GROSS: You know, in movies and in Broadway shows, usually when -- or often when there's a love song performed, the person singing it might be gazing into the eyes of the person he or she adores. Have you ever in your life done that, like, sang one of your love songs or someone else's love song and actually gazed into your beloved's eyes while singing it?
MERRITT: Hell, no! Oh, my God, no.
MERRITT: Oh, God, I couldn't keep a straight face if I did that.
GROSS: I was wondering. I -- that always struck me as something that would be really hard to do, and almost embarrassing if you were on the other end of it, if you were...
MERRITT: I suppose I could do it as a joke. I do do it to my dog. I have a little chihuahua, and I like to gaze lovingly into his eyes and sing things like, "Be Careful, It's My Heart." But you can't really be all that embarrassed in front of a dog. That's why I have a dog.
GROSS: Does your dog like you're singing?
MERRITT: I don't think so.
GROSS: My guest is Stephin Merritt. He and his band, The Magnetic Fields, have a triple CD called "69 Love Songs." More after a break.
This is FRESH AIR.
GROSS: My guest is Stephin Merritt of The Magnetic Fields, and he has a three-CD collection of love songs called "69 Love Songs."
Now, earlier you said that you were introduced to that song from "The Fantasticks" in a romantic situation. Without getting too intimate, tell me a little bit about how music has worked for you romantically.
MERRITT: I would say music has not worked at all for me romantically.
MERRITT: No one has ever approached me romantically based on my being a rock star or whatever I am, and people don't seem to find it particularly sexy that I'm a singer.
GROSS: And are you...
MERRITT: I guess because I sing in the least sexy possible voice, but I don't know.
GROSS: And what about, say, putting on a -- you know, a, quote, "romantic" record for an intimate moment? Did you ever do that? Or does music not work for you that way?
MERRITT: No, actually -- for romantic moments, I find it difficult to sustain a romantic mood -- remembering that I'm homosexual here -- I can't really sustain a romantic mood if I am hearing a woman singing. It's too distracting for me. So generally if I want romantic music, I'll put on instrumental music, because (UNINTELLIGIBLE) romantic, and it'll generally be music that doesn't have
much of a sense of humor, because that's more compatible with romance, I think.
GROSS: Right. I want to play another love song that -- and this is in a genre that I particularly dislike, so I'm interested in hearing your take on it. This is a song in the genre of, "I was born to wander, so let's make love and the heck with you, I'm out of here before daybreak, see you later." I mean, that's -- (laughs) that's how I'd sum up the genre. And your song is called "Papa Was a Rodeo, Mama Was a Rock and Roll Band."

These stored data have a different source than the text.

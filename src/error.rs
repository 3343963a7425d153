use axum::http::StatusCode;
use axum::response::{IntoResponse, Response};
use axum::Json;
use serde_json::json;

#[derive(Debug, Clone, PartialEq, thiserror::Error)]
pub enum ProfileError {
    #[error("Non-finite distance or elevation at sample {index}")]
    NonFinite { index: usize },
    #[error("Distance decreases at sample {index} ({previous} m -> {current} m)")]
    NonMonotonic {
        index: usize,
        previous: f64,
        current: f64,
    },
    #[error("Duplicate distance {distance} m at sample {index}")]
    DuplicateDistance { index: usize, distance: f64 },
    #[error("Insufficient coordinates (need at least 2, got {0})")]
    CoordinatesTooShort(usize),
}

#[derive(Debug, Clone, PartialEq, thiserror::Error)]
pub enum ConfigError {
    #[error("Detection setting {0} must be finite")]
    NonFinite(&'static str),
    #[error("Detection setting {0} must be positive")]
    NotPositive(&'static str),
    #[error("Detection setting {0} must not be negative")]
    Negative(&'static str),
    #[error("Smoothing window must be at least 1 sample")]
    ZeroWindow,
    #[error("Category thresholds must descend from HC to CAT3")]
    UnorderedCategories,
}

#[derive(Debug, thiserror::Error)]
pub enum AppError {
    #[error(transparent)]
    Profile(#[from] ProfileError),
    #[error(transparent)]
    Config(#[from] ConfigError),
    #[error("Profile not found: {0}")]
    NotFound(String),
    #[error("Invalid request: {0}")]
    BadRequest(String),
    #[error("Internal error: {0}")]
    Internal(String),
}

impl IntoResponse for AppError {
    fn into_response(self) -> Response {
        let status = match &self {
            AppError::Profile(_) | AppError::Config(_) | AppError::BadRequest(_) => {
                StatusCode::BAD_REQUEST
            }
            AppError::NotFound(_) => StatusCode::NOT_FOUND,
            AppError::Internal(_) => StatusCode::INTERNAL_SERVER_ERROR,
        };

        if status.is_server_error() {
            tracing::error!("{}", self);
        } else {
            tracing::warn!("Rejected request: {}", self);
        }

        let body = Json(json!({
            "error": self.to_string()
        }));

        (status, body).into_response()
    }
}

Tell me your thoughts on this genre and what you were thinking about when you wrote this song.
MERRITT: What I was thinking about was Nancy Sinatra and Lee Hazelwood. It's a -- it ends up being a duet. It starts out being the Lee Hazelwood character, but then Nancy Sinatra comes in at the end to make it a duet. And she is Mike, as was the name of her character in "The Wild Angels," I believe. She played a biker chick, and her name was Mike.
And so she appears at the end of this song to make it actually a heterosexual love story where it seems to be two men in a gay bar. And it turns out that both of them had a papa who was a rodeo and a mama who was a rock and roll band. And they have a long affair, 50 years, and travel the country wrestling alligators. It's a very dense song.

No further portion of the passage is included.